_PROBLEM STATEMENT_
Every line of the material that mentions the word "ToPixelBuffer" should be copied out.
>>>>>
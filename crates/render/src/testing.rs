//! Backend test double
//!
//! [`SyntheticBackend`] never touches real pixels. Handles carry dimensions
//! only and pixel buffers allocate nothing, so engine tests can work with
//! 10000 px pages cheaply while asserting on every handle and buffer the
//! engine creates and releases.

use std::collections::{HashMap, HashSet};
use std::sync::atomic::{AtomicU64, Ordering};
use std::sync::{Arc, Condvar, Mutex, PoisonError};
use std::time::Duration;

use crate::backend::{BackendResult, DecodeError, ImageBackend, RawHandle, RawImage};
use crate::geometry::{resize_dimensions, PixelRect, Resolution, SourceDimensions};
use crate::pixels::{PixelBuffer, SharedPixels};
use crate::source::ImageSource;
use crate::upscale::{UpscaleError, Upscaler};

/// Backend operations that can be gated or made to fail
#[derive(Debug, Clone, Copy, PartialEq, Eq, Hash)]
pub enum BackendOp {
    Probe,
    Decode,
    ExtractRegion,
    Resize,
    ImportPixels,
    ToPixelBuffer,
}

/// Counters observed by tests
#[derive(Debug, Clone, Default, PartialEq, Eq)]
pub struct SyntheticStats {
    pub handles_created: u64,
    pub handles_released: u64,
    pub double_releases: u64,
    pub buffers_created: u64,
    pub buffers_released: u64,
    pub decode_calls: u64,
    pub extract_calls: u64,
    pub resize_calls: u64,
    pub import_calls: u64,
    pub max_concurrent_calls: u64,
    /// RGBA8 bytes behind live handles
    pub live_bytes: u64,
    pub peak_live_bytes: u64,
}

impl SyntheticStats {
    pub fn live_handles(&self) -> u64 {
        self.handles_created - self.handles_released
    }

    pub fn live_buffers(&self) -> u64 {
        self.buffers_created - self.buffers_released
    }
}

#[derive(Default)]
struct Inner {
    live: HashMap<RawHandle, (u32, u32)>,
    released: HashSet<RawHandle>,
    stats: SyntheticStats,
    failures: HashMap<BackendOp, DecodeError>,
    gated: HashSet<BackendOp>,
    gated_sources: HashSet<SourceDimensions>,
    in_flight: u64,
    blocked: u64,
}

struct Shared {
    inner: Mutex<Inner>,
    gate: Condvar,
    next_handle: AtomicU64,
}

impl Shared {
    fn lock(&self) -> std::sync::MutexGuard<'_, Inner> {
        self.inner.lock().unwrap_or_else(PoisonError::into_inner)
    }
}

/// Counting backend double
///
/// Sources are read as `"<width>x<height>"` strings when given as memory;
/// other sources fall back to the default dimensions.
#[derive(Clone)]
pub struct SyntheticBackend {
    shared: Arc<Shared>,
    default_dimensions: SourceDimensions,
}

impl SyntheticBackend {
    pub fn new(width: u32, height: u32) -> Self {
        Self {
            shared: Arc::new(Shared {
                inner: Mutex::new(Inner::default()),
                gate: Condvar::new(),
                next_handle: AtomicU64::new(1),
            }),
            default_dimensions: SourceDimensions::new(width, height),
        }
    }

    /// An in-memory source that this backend decodes as `width` x `height`
    pub fn source(width: u32, height: u32) -> ImageSource {
        ImageSource::from_bytes(format!("{}x{}", width, height).into_bytes())
    }

    pub fn stats(&self) -> SyntheticStats {
        self.shared.lock().stats.clone()
    }

    /// Make every future call of `op` fail with `error`
    pub fn fail(&self, op: BackendOp, error: DecodeError) {
        self.shared.lock().failures.insert(op, error);
    }

    pub fn clear_failure(&self, op: BackendOp) {
        self.shared.lock().failures.remove(&op);
    }

    /// Block calls of `op` until [`open_gate`](Self::open_gate)
    pub fn close_gate(&self, op: BackendOp) {
        self.shared.lock().gated.insert(op);
    }

    pub fn open_gate(&self, op: BackendOp) {
        self.shared.lock().gated.remove(&op);
        self.shared.gate.notify_all();
    }

    /// Block decodes of sources of `width` x `height` only
    pub fn close_decode_gate(&self, width: u32, height: u32) {
        self.shared
            .lock()
            .gated_sources
            .insert(SourceDimensions::new(width, height));
    }

    pub fn open_decode_gate(&self, width: u32, height: u32) {
        self.shared
            .lock()
            .gated_sources
            .remove(&SourceDimensions::new(width, height));
        self.shared.gate.notify_all();
    }

    /// Wait until at least `count` calls are parked at a closed gate
    pub fn wait_for_blocked(&self, count: u64, timeout: Duration) -> bool {
        let guard = self.shared.lock();
        let (guard, _) = self
            .shared
            .gate
            .wait_timeout_while(guard, timeout, |inner| inner.blocked < count)
            .unwrap_or_else(PoisonError::into_inner);
        guard.blocked >= count
    }

    fn dimensions_of(&self, source: &ImageSource) -> Result<SourceDimensions, DecodeError> {
        match source {
            ImageSource::Memory(bytes) => {
                let text = std::str::from_utf8(bytes)
                    .map_err(|_| DecodeError::UnsupportedFormat("not a synthetic source".into()))?;
                let (w, h) = text
                    .split_once('x')
                    .ok_or_else(|| DecodeError::UnsupportedFormat(text.to_string()))?;
                let width = w
                    .parse()
                    .map_err(|_| DecodeError::CorruptData(text.to_string()))?;
                let height = h
                    .parse()
                    .map_err(|_| DecodeError::CorruptData(text.to_string()))?;
                Ok(SourceDimensions::new(width, height))
            }
            ImageSource::File(_) => Ok(self.default_dimensions),
        }
    }

    /// Common entry for every native call: gate, failure injection and
    /// concurrency tracking
    fn enter(&self, op: BackendOp) -> Result<CallGuard<'_>, DecodeError> {
        let mut inner = self.shared.lock();
        inner.in_flight += 1;
        inner.stats.max_concurrent_calls = inner.stats.max_concurrent_calls.max(inner.in_flight);

        if inner.gated.contains(&op) {
            inner.blocked += 1;
            self.shared.gate.notify_all();
            while inner.gated.contains(&op) {
                inner = self
                    .shared
                    .gate
                    .wait(inner)
                    .unwrap_or_else(PoisonError::into_inner);
            }
            inner.blocked -= 1;
        }

        if let Some(error) = inner.failures.get(&op).map(clone_error) {
            inner.in_flight -= 1;
            return Err(error);
        }
        drop(inner);
        Ok(CallGuard { backend: self })
    }

    fn hold_source(&self, dims: SourceDimensions) {
        let mut inner = self.shared.lock();
        if inner.gated_sources.contains(&dims) {
            inner.blocked += 1;
            self.shared.gate.notify_all();
            while inner.gated_sources.contains(&dims) {
                inner = self
                    .shared
                    .gate
                    .wait(inner)
                    .unwrap_or_else(PoisonError::into_inner);
            }
            inner.blocked -= 1;
        }
    }

    fn create(&self, width: u32, height: u32) -> RawImage {
        let handle = RawHandle(self.shared.next_handle.fetch_add(1, Ordering::Relaxed));
        let mut inner = self.shared.lock();
        inner.live.insert(handle, (width, height));
        inner.stats.handles_created += 1;
        inner.stats.live_bytes += rgba_bytes(width, height);
        inner.stats.peak_live_bytes = inner.stats.peak_live_bytes.max(inner.stats.live_bytes);
        RawImage::new(handle, width, height)
    }

    fn lookup(&self, handle: RawHandle) -> BackendResult<(u32, u32)> {
        self.shared
            .lock()
            .live
            .get(&handle)
            .copied()
            .ok_or_else(|| DecodeError::CorruptData(format!("handle {} is not live", handle.0)))
    }
}

fn rgba_bytes(width: u32, height: u32) -> u64 {
    width as u64 * height as u64 * 4
}

struct CallGuard<'a> {
    backend: &'a SyntheticBackend,
}

impl Drop for CallGuard<'_> {
    fn drop(&mut self) {
        self.backend.shared.lock().in_flight -= 1;
    }
}

fn clone_error(error: &DecodeError) -> DecodeError {
    match error {
        DecodeError::UnsupportedFormat(m) => DecodeError::UnsupportedFormat(m.clone()),
        DecodeError::CorruptData(m) => DecodeError::CorruptData(m.clone()),
        DecodeError::OutOfBounds {
            rect,
            width,
            height,
        } => DecodeError::OutOfBounds {
            rect: *rect,
            width: *width,
            height: *height,
        },
        DecodeError::NativeAllocationFailure(m) => DecodeError::NativeAllocationFailure(m.clone()),
        DecodeError::Cancelled => DecodeError::Cancelled,
        DecodeError::Io(e) => DecodeError::Io(std::io::Error::new(e.kind(), e.to_string())),
    }
}

impl ImageBackend for SyntheticBackend {
    fn probe_dimensions(&self, source: &ImageSource) -> BackendResult<SourceDimensions> {
        let _call = self.enter(BackendOp::Probe)?;
        self.dimensions_of(source)
    }

    fn decode(&self, source: &ImageSource) -> BackendResult<RawImage> {
        let _call = self.enter(BackendOp::Decode)?;
        let dims = self.dimensions_of(source)?;
        self.hold_source(dims);
        self.shared.lock().stats.decode_calls += 1;
        Ok(self.create(dims.width, dims.height))
    }

    fn extract_region(&self, handle: RawHandle, rect: PixelRect) -> BackendResult<RawImage> {
        let _call = self.enter(BackendOp::ExtractRegion)?;
        self.shared.lock().stats.extract_calls += 1;
        let (width, height) = self.lookup(handle)?;
        if !rect.fits_within(width, height) {
            return Err(DecodeError::OutOfBounds {
                rect,
                width,
                height,
            });
        }
        Ok(self.create(rect.width, rect.height))
    }

    fn resize(
        &self,
        handle: RawHandle,
        width: u32,
        height: u32,
        crop_to_fill: bool,
    ) -> BackendResult<RawImage> {
        let _call = self.enter(BackendOp::Resize)?;
        self.shared.lock().stats.resize_calls += 1;
        let (w, h) = self.lookup(handle)?;
        let out = resize_dimensions(
            Resolution::new(w, h),
            Resolution::new(width, height),
            crop_to_fill,
        );
        Ok(self.create(out.width, out.height))
    }

    fn import_pixels(&self, pixels: &dyn PixelBuffer) -> BackendResult<RawImage> {
        let _call = self.enter(BackendOp::ImportPixels)?;
        self.shared.lock().stats.import_calls += 1;
        Ok(self.create(pixels.width(), pixels.height()))
    }

    fn to_pixel_buffer(&self, handle: RawHandle) -> BackendResult<SharedPixels> {
        let _call = self.enter(BackendOp::ToPixelBuffer)?;
        let (width, height) = self.lookup(handle)?;
        self.shared.lock().stats.buffers_created += 1;
        Ok(Arc::new(CountingPixels {
            width,
            height,
            shared: Arc::clone(&self.shared),
        }))
    }

    fn release(&self, handle: RawHandle) {
        let mut inner = self.shared.lock();
        if let Some((width, height)) = inner.live.remove(&handle) {
            inner.released.insert(handle);
            inner.stats.handles_released += 1;
            inner.stats.live_bytes -= rgba_bytes(width, height);
        } else if inner.released.contains(&handle) {
            inner.stats.double_releases += 1;
        }
    }
}

/// Dimension-only pixel buffer that reports its drop
pub struct CountingPixels {
    width: u32,
    height: u32,
    shared: Arc<Shared>,
}

impl PixelBuffer for CountingPixels {
    fn width(&self) -> u32 {
        self.width
    }

    fn height(&self) -> u32 {
        self.height
    }
}

impl Drop for CountingPixels {
    fn drop(&mut self) {
        self.shared.lock().stats.buffers_released += 1;
    }
}

/// Upscaler double multiplying dimensions by a fixed factor
pub struct ScalingUpscaler {
    factor: u32,
    fail: bool,
    calls: AtomicU64,
}

impl ScalingUpscaler {
    pub fn new(factor: u32) -> Self {
        Self {
            factor: factor.max(1),
            fail: false,
            calls: AtomicU64::new(0),
        }
    }

    /// An upscaler whose every call fails
    pub fn failing() -> Self {
        Self {
            factor: 1,
            fail: true,
            calls: AtomicU64::new(0),
        }
    }

    pub fn calls(&self) -> u64 {
        self.calls.load(Ordering::SeqCst)
    }
}

struct PlainPixels {
    width: u32,
    height: u32,
}

impl PixelBuffer for PlainPixels {
    fn width(&self) -> u32 {
        self.width
    }

    fn height(&self) -> u32 {
        self.height
    }
}

impl Upscaler for ScalingUpscaler {
    fn upscale(&self, input: &dyn PixelBuffer) -> Result<SharedPixels, UpscaleError> {
        self.calls.fetch_add(1, Ordering::SeqCst);
        if self.fail {
            return Err(UpscaleError::Failed("injected failure".to_string()));
        }
        Ok(Arc::new(PlainPixels {
            width: input.width() * self.factor,
            height: input.height() * self.factor,
        }))
    }

    fn name(&self) -> &str {
        "scaling"
    }
}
<<<<<
_ANSWER TO THIS TASK_
    ToPixelBuffer,
        let _call = self.enter(BackendOp::ToPixelBuffer)?;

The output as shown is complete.